→ **Exercise goal**
Transcribe the data exactly, stopping after the "use oauth2::url::Url;" line.

→ **Given entries**
• • • • • • •

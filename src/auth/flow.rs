//! OAuth2 authorization-code flow for installed applications: loopback
//! redirect, PKCE, and the token endpoint exchanges.

use std::path::Path;
use std::time::{Duration as StdDuration, Instant};

use chrono::{DateTime, Duration, Utc};
use oauth2::basic::{BasicClient, BasicErrorResponse, BasicTokenResponse};
use oauth2::reqwest::async_http_client;
use oauth2::url::Url;
use oauth2::{
    AuthType, AuthUrl, AuthorizationCode, ClientId, ClientSecret, CsrfToken, PkceCodeChallenge,
    PkceCodeVerifier, RedirectUrl, RefreshToken, RequestTokenError, Scope, TokenResponse,
    TokenUrl,
};
use serde::Deserialize;
use tiny_http::{Response, Server};
use tracing::{debug, info};

use super::store::StoredCredentials;
use crate::config::{env_or, TOKEN_URL_ENV};
use crate::error::{redact_response_body, MailError};

const GOOGLE_AUTH_URL: &str = "https://accounts.google.com/o/oauth2/auth";
const GOOGLE_TOKEN_URL: &str = "https://oauth2.googleapis.com/token";
const CALLBACK_TIMEOUT: StdDuration = StdDuration::from_secs(300);
const CALLBACK_RESPONSE: &str =
    "The authentication flow has completed. You may close this window.";

/// The OAuth client file downloaded from the Google Cloud console.
#[derive(Debug, Clone, Deserialize)]
struct ClientSecretsFile {
    installed: Option<ClientSecrets>,
    web: Option<ClientSecrets>,
}

#[derive(Debug, Clone, PartialEq, Eq, Deserialize)]
pub struct ClientSecrets {
    pub client_id: String,
    #[serde(default)]
    pub client_secret: String,
    #[serde(default = "default_auth_uri")]
    pub auth_uri: String,
    #[serde(default = "default_token_uri")]
    pub token_uri: String,
}

fn default_auth_uri() -> String {
    GOOGLE_AUTH_URL.to_string()
}

fn default_token_uri() -> String {
    GOOGLE_TOKEN_URL.to_string()
}

impl ClientSecrets {
    pub fn from_json(raw: &str) -> Result<Self, MailError> {
        let file: ClientSecretsFile = serde_json::from_str(raw)?;
        file.installed.or(file.web).ok_or_else(|| {
            MailError::Config(
                "client secrets file has neither an 'installed' nor a 'web' section".to_string(),
            )
        })
    }

    pub fn from_file(path: &Path) -> Result<Self, MailError> {
        let raw = std::fs::read_to_string(path).map_err(|error| {
            MailError::Config(format!(
                "read OAuth client secrets {}: {error}",
                path.display()
            ))
        })?;
        Self::from_json(&raw)
    }

    fn from_stored(credentials: &StoredCredentials) -> Self {
        Self {
            client_id: credentials.client_id.clone(),
            client_secret: credentials.client_secret.clone(),
            auth_uri: default_auth_uri(),
            token_uri: credentials.token_uri.clone(),
        }
    }

    fn token_endpoint(&self) -> String {
        env_or(TOKEN_URL_ENV, &self.token_uri)
    }
}

/// Builds the OAuth client for these secrets. Client credentials travel in
/// the form body, as Google's installed-app clients expect.
pub fn oauth_client(
    secrets: &ClientSecrets,
    redirect_uri: Option<&str>,
) -> Result<BasicClient, MailError> {
    let auth_url = AuthUrl::new(secrets.auth_uri.clone()).map_err(|error| {
        MailError::Config(format!("invalid auth_uri '{}': {error}", secrets.auth_uri))
    })?;
    let token_endpoint = secrets.token_endpoint();
    let token_url = TokenUrl::new(token_endpoint.clone()).map_err(|error| {
        MailError::Config(format!("invalid token_uri '{token_endpoint}': {error}"))
    })?;
    let client_secret = (!secrets.client_secret.is_empty())
        .then(|| ClientSecret::new(secrets.client_secret.clone()));

    let client = BasicClient::new(
        ClientId::new(secrets.client_id.clone()),
        client_secret,
        auth_url,
        Some(token_url),
    )
    .set_auth_type(AuthType::RequestBody);

    match redirect_uri {
        Some(uri) => {
            let redirect = RedirectUrl::new(uri.to_string()).map_err(|error| {
                MailError::Config(format!("invalid redirect uri '{uri}': {error}"))
            })?;
            Ok(client.set_redirect_uri(redirect))
        }
        None => Ok(client),
    }
}

/// Consent URL plus the secrets needed to validate and redeem its redirect.
pub struct AuthorizationRequest {
    pub url: Url,
    pub csrf_state: CsrfToken,
    pub pkce_verifier: PkceCodeVerifier,
}

pub fn authorization_request(client: &BasicClient, scope: &str) -> AuthorizationRequest {
    let (pkce_challenge, pkce_verifier) = PkceCodeChallenge::new_random_sha256();
    let (url, csrf_state) = client
        .authorize_url(CsrfToken::new_random)
        .add_scope(Scope::new(scope.to_string()))
        .set_pkce_challenge(pkce_challenge)
        .add_extra_param("access_type", "offline")
        .add_extra_param("prompt", "consent")
        .url();

    AuthorizationRequest {
        url,
        csrf_state,
        pkce_verifier,
    }
}

/// What the identity provider sent back to the loopback redirect.
#[derive(Debug, Clone, PartialEq, Eq)]
pub enum AuthorizationCallback {
    Code { code: String, state: Option<String> },
    Denied { error: String },
}

/// Reads a redirect target such as `/?code=..&state=..`.
///
/// Returns `None` for anything else a browser may ask the listener for.
pub fn parse_callback_target(target: &str) -> Option<AuthorizationCallback> {
    let url = Url::parse("http://127.0.0.1/").ok()?.join(target).ok()?;

    let mut code = None;
    let mut state = None;
    let mut error = None;
    for (key, value) in url.query_pairs() {
        match key.as_ref() {
            "code" => code = Some(value.into_owned()),
            "state" => state = Some(value.into_owned()),
            "error" => error = Some(value.into_owned()),
            _ => {}
        }
    }

    match (code, error) {
        (_, Some(error)) => Some(AuthorizationCallback::Denied { error }),
        (Some(code), None) => Some(AuthorizationCallback::Code { code, state }),
        (None, None) => None,
    }
}

/// Loopback HTTP listener that receives the consent redirect.
pub struct RedirectListener {
    server: Server,
    redirect_uri: String,
}

impl RedirectListener {
    pub fn bind_loopback() -> Result<Self, MailError> {
        let server = Server::http("127.0.0.1:0").map_err(|error| {
            MailError::Auth(format!("bind loopback redirect listener: {error}"))
        })?;
        let port = server
            .server_addr()
            .to_ip()
            .map(|address| address.port())
            .ok_or_else(|| MailError::Auth("loopback listener has no TCP port".to_string()))?;

        Ok(Self {
            server,
            redirect_uri: format!("http://127.0.0.1:{port}/"),
        })
    }

    pub fn redirect_uri(&self) -> &str {
        &self.redirect_uri
    }

    /// Blocks until a redirect carrying a code or an error arrives.
    ///
    /// Other requests (favicon lookups, speculative preconnects) are answered
    /// and skipped.
    pub fn wait_for_callback(
        &self,
        wait: StdDuration,
    ) -> Result<(String, Option<String>), MailError> {
        let started = Instant::now();
        loop {
            let remaining = wait.checked_sub(started.elapsed()).ok_or_else(|| {
                MailError::Auth(format!(
                    "no authorization received within {}s",
                    wait.as_secs()
                ))
            })?;
            let Some(request) = self.server.recv_timeout(remaining)? else {
                continue;
            };

            let callback = parse_callback_target(request.url());
            debug!(
                "loopback request {} {}",
                request.method(),
                request.url().split('?').next().unwrap_or_default()
            );
            let response = match &callback {
                Some(_) => Response::from_string(CALLBACK_RESPONSE),
                None => Response::from_string("Not found").with_status_code(404),
            };
            if let Err(error) = request.respond(response) {
                debug!("loopback response not delivered: {error}");
            }

            match callback {
                Some(AuthorizationCallback::Code { code, state }) => return Ok((code, state)),
                Some(AuthorizationCallback::Denied { error }) => {
                    return Err(MailError::Auth(format!("authorization denied: {error}")))
                }
                None => continue,
            }
        }
    }
}

/// Runs the interactive consent flow and returns fresh credentials.
pub async fn run_installed_app_flow(
    secrets: &ClientSecrets,
    scope: &str,
) -> Result<StoredCredentials, MailError> {
    let listener = RedirectListener::bind_loopback()?;
    let client = oauth_client(secrets, Some(listener.redirect_uri()))?;
    let AuthorizationRequest {
        url,
        csrf_state,
        pkce_verifier,
    } = authorization_request(&client, scope);

    eprintln!("Please visit this URL to authorize this application: {url}");
    if let Err(error) = open::that(url.as_str()) {
        debug!("could not open a browser: {error}");
    }

    let (code, returned_state) =
        tokio::task::spawn_blocking(move || listener.wait_for_callback(CALLBACK_TIMEOUT))
            .await
            .map_err(|error| MailError::Auth(format!("redirect listener stopped: {error}")))??;

    if returned_state.as_deref() != Some(csrf_state.secret().as_str()) {
        return Err(MailError::Auth(
            "authorization state mismatch; possible CSRF, aborting".to_string(),
        ));
    }

    info!("authorization code received, exchanging for tokens");
    let token = client
        .exchange_code(AuthorizationCode::new(code))
        .set_pkce_verifier(pkce_verifier)
        .request_async(async_http_client)
        .await
        .map_err(|error| token_error(&secrets.token_endpoint(), error))?;

    Ok(StoredCredentials {
        access_token: token.access_token().secret().clone(),
        refresh_token: token.refresh_token().map(|token| token.secret().clone()),
        token_uri: secrets.token_uri.clone(),
        client_id: secrets.client_id.clone(),
        client_secret: secrets.client_secret.clone(),
        scopes: granted_scopes(&token).unwrap_or_else(|| vec![scope.to_string()]),
        expiry: token.expires_in().map(expiry_from_now),
    })
}

/// Exchanges the stored refresh token for a new access token.
///
/// The refresh token is carried over when the provider does not rotate it.
pub async fn refresh_credentials(
    current: &StoredCredentials,
) -> Result<StoredCredentials, MailError> {
    let refresh_token = current
        .refresh_token
        .as_deref()
        .filter(|token| !token.trim().is_empty())
        .ok_or_else(|| MailError::Auth("no refresh token available".to_string()))?;

    let secrets = ClientSecrets::from_stored(current);
    let token = oauth_client(&secrets, None)?
        .exchange_refresh_token(&RefreshToken::new(refresh_token.to_string()))
        .request_async(async_http_client)
        .await
        .map_err(|error| token_error(&secrets.token_endpoint(), error))?;

    Ok(StoredCredentials {
        access_token: token.access_token().secret().clone(),
        refresh_token: token
            .refresh_token()
            .map(|token| token.secret().clone())
            .or_else(|| current.refresh_token.clone()),
        token_uri: current.token_uri.clone(),
        client_id: current.client_id.clone(),
        client_secret: current.client_secret.clone(),
        scopes: granted_scopes(&token).unwrap_or_else(|| current.scopes.clone()),
        expiry: token.expires_in().map(expiry_from_now),
    })
}

fn token_error<E>(token_url: &str, error: RequestTokenError<E, BasicErrorResponse>) -> MailError
where
    E: std::error::Error + 'static,
{
    let detail = match &error {
        RequestTokenError::ServerResponse(response) => format!("rejected: {response}"),
        RequestTokenError::Request(inner) => format!("request failed: {inner}"),
        RequestTokenError::Parse(inner, body) => format!(
            "decode response: {inner}; body={}",
            redact_response_body(&String::from_utf8_lossy(body))
        ),
        RequestTokenError::Other(message) => message.clone(),
    };
    MailError::Auth(format!("oauth token request to {token_url} {detail}"))
}

fn expiry_from_now(expires_in: StdDuration) -> DateTime<Utc> {
    Utc::now() + Duration::seconds(expires_in.as_secs().min(u64::from(u32::MAX)) as i64)
}

fn granted_scopes(token: &BasicTokenResponse) -> Option<Vec<String>> {
    token
        .scopes()
        .map(|scopes| scopes.iter().map(|scope| scope.to_string()).collect())
}
use std::fs;
use std::path::Path;
use std::time::{Duration, SystemTime};

use filetime::{FileTime, set_file_mtime};
use profilekit_core::KnownFolders;
use profilekit_scan::{
    AgeScanConfig, AgedFileScanner, EntryKind, FolderScanner, MemoryRegistry, RegistryPath,
    RegistryScanner, SearchTerm, WarningKind, default_office_roots, well_known_registry_roots,
};
use tempfile::TempDir;

const CLSID: &str = r"HKLM\SOFTWARE\Classes\CLSID";
const DAY: Duration = Duration::from_secs(86_400);

fn terms(list: &[&str]) -> Vec<SearchTerm> {
    list.iter().map(|t| SearchTerm::new(t).unwrap()).collect()
}

#[test]
fn test_registry_matches_default_values() {
    let registry = MemoryRegistry::new();
    registry.insert_key(&format!(r"{CLSID}\{{00021A20}}"), Some("Microsoft Visio Document"));
    registry.insert_key(&format!(r"{CLSID}\{{00021A21}}"), Some("visio.application"));
    registry.insert_key(&format!(r"{CLSID}\{{00024500}}"), Some("Microsoft Excel Application"));
    registry.insert_key(&format!(r"{CLSID}\{{00000000}}"), None);

    let scanner = RegistryScanner::with_roots(registry, vec![RegistryPath::new(CLSID)]);
    let scan = scanner.scan(&terms(&["Visio"]));

    assert_eq!(scan.matches.len(), 2);
    assert!(scan.matches.iter().all(|m| m.kind == EntryKind::FolderOrKey));
    assert!(scan.matches[0].path.starts_with(r"HKEY_LOCAL_MACHINE\SOFTWARE\Classes\CLSID\"));
    assert_eq!(scanner.provider().open_handles(), 0);
}

#[test]
fn test_registry_missing_and_denied_roots_are_skipped() {
    let registry = MemoryRegistry::new();
    registry.insert_key(&format!(r"{CLSID}\{{1}}"), Some("Visio"));
    registry.insert_key(r"HKLM\SOFTWARE\Locked\{2}", Some("Visio"));
    registry.deny(r"HKLM\SOFTWARE\Locked");

    let scanner = RegistryScanner::with_roots(
        registry,
        vec![
            RegistryPath::new(r"HKLM\SOFTWARE\Missing"),
            RegistryPath::new(r"HKLM\SOFTWARE\Locked"),
            RegistryPath::new(CLSID),
        ],
    );
    let scan = scanner.scan(&terms(&["visio"]));

    assert_eq!(scan.matches.len(), 1);
    assert_eq!(scan.warnings.len(), 2);
    assert_eq!(scan.warnings[0].kind, WarningKind::NotFound);
    assert_eq!(scan.warnings[1].kind, WarningKind::PermissionDenied);
    assert_eq!(scanner.provider().open_handles(), 0);
}

#[test]
fn test_registry_read_failure_releases_handles() {
    let registry = MemoryRegistry::new();
    registry.insert_key(&format!(r"{CLSID}\{{1}}"), Some("Visio"));
    registry.fail_reads(CLSID);

    let scanner = RegistryScanner::with_roots(registry, vec![RegistryPath::new(CLSID)]);
    let scan = scanner.scan(&terms(&["Visio"]));

    assert!(scan.matches.is_empty());
    assert_eq!(scan.warnings[0].kind, WarningKind::ReadError);
    assert_eq!(scanner.provider().total_opens(), 1);
    assert_eq!(scanner.provider().open_handles(), 0);
}

#[test]
fn test_default_registry_roots() {
    let roots = well_known_registry_roots();
    assert!(roots.iter().any(|r| r.as_str().ends_with(r"WOW6432Node\Classes\CLSID")));
    assert!(roots.iter().any(|r| r.as_str().ends_with(r"Office\Visio\Addins")));
    assert!(roots.iter().all(|r| r.hive() == "HKEY_LOCAL_MACHINE"));
}

#[test]
fn test_default_office_roots() {
    let roots = default_office_roots(&KnownFolders::default());
    assert_eq!(roots.len(), 5);
    assert!(
        roots
            .iter()
            .any(|r| r.to_string_lossy().ends_with(r"Start Menu\Programs"))
    );
}

#[test]
fn test_folder_scan_lists_direct_children_only() {
    let temp = TempDir::new().unwrap();
    let root = temp.path().to_path_buf();
    fs::create_dir_all(root.join("VisioAddins").join("Visio.dll")).unwrap();
    fs::write(root.join("VISIO.EXE"), "x").unwrap();
    fs::write(root.join("WINWORD.EXE"), "x").unwrap();

    let scan = FolderScanner::new().scan(&[root.clone(), root.join("absent")], &terms(&["visio"]));

    assert_eq!(scan.matches.len(), 2);
    assert_eq!(scan.file_count(), 1);
    assert_eq!(scan.folder_count(), 1);
    assert_eq!(scan.warnings.len(), 1);
    assert_eq!(scan.warnings[0].kind, WarningKind::NotFound);
}

fn write_aged(path: &Path, reference: SystemTime, age: Duration) {
    fs::write(path, "0123456789").unwrap();
    set_file_mtime(path, FileTime::from_system_time(reference - age)).unwrap();
}

#[test]
fn test_aged_scan_thresholds() {
    let temp = TempDir::new().unwrap();
    let reference = SystemTime::now();
    let cache = temp.path().join("Cache");
    fs::create_dir_all(&cache).unwrap();

    write_aged(&cache.join("a.tmp"), reference, 10 * DAY);
    write_aged(&cache.join("b.tmp"), reference, 3 * DAY);
    write_aged(&temp.path().join("c.tmp"), reference, 8 * DAY);

    let config = AgeScanConfig::builder()
        .reference_time(reference)
        .build()
        .unwrap();
    let scanner = AgedFileScanner::with_config(config);

    let week = scanner.scan(temp.path(), 7);
    assert_eq!(week.files.len(), 2);
    assert_eq!(week.total_size(), 20);

    assert_eq!(scanner.scan(temp.path(), 9).files.len(), 1);
    assert_eq!(scanner.scan(temp.path(), 0).files.len(), 3);
}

• • • • • • •

→ **Answer space**
filename src/auth/flow.rs
//! OAuth2 authorization-code flow for installed applications: loopback
//! redirect, PKCE, and the token endpoint exchanges.

use std::path::Path;
use std::time::{Duration as StdDuration, Instant};

use chrono::{DateTime, Duration, Utc};
use oauth2::basic::{BasicClient, BasicErrorResponse, BasicTokenResponse};
use oauth2::reqwest::async_http_client;
use oauth2::url::Url;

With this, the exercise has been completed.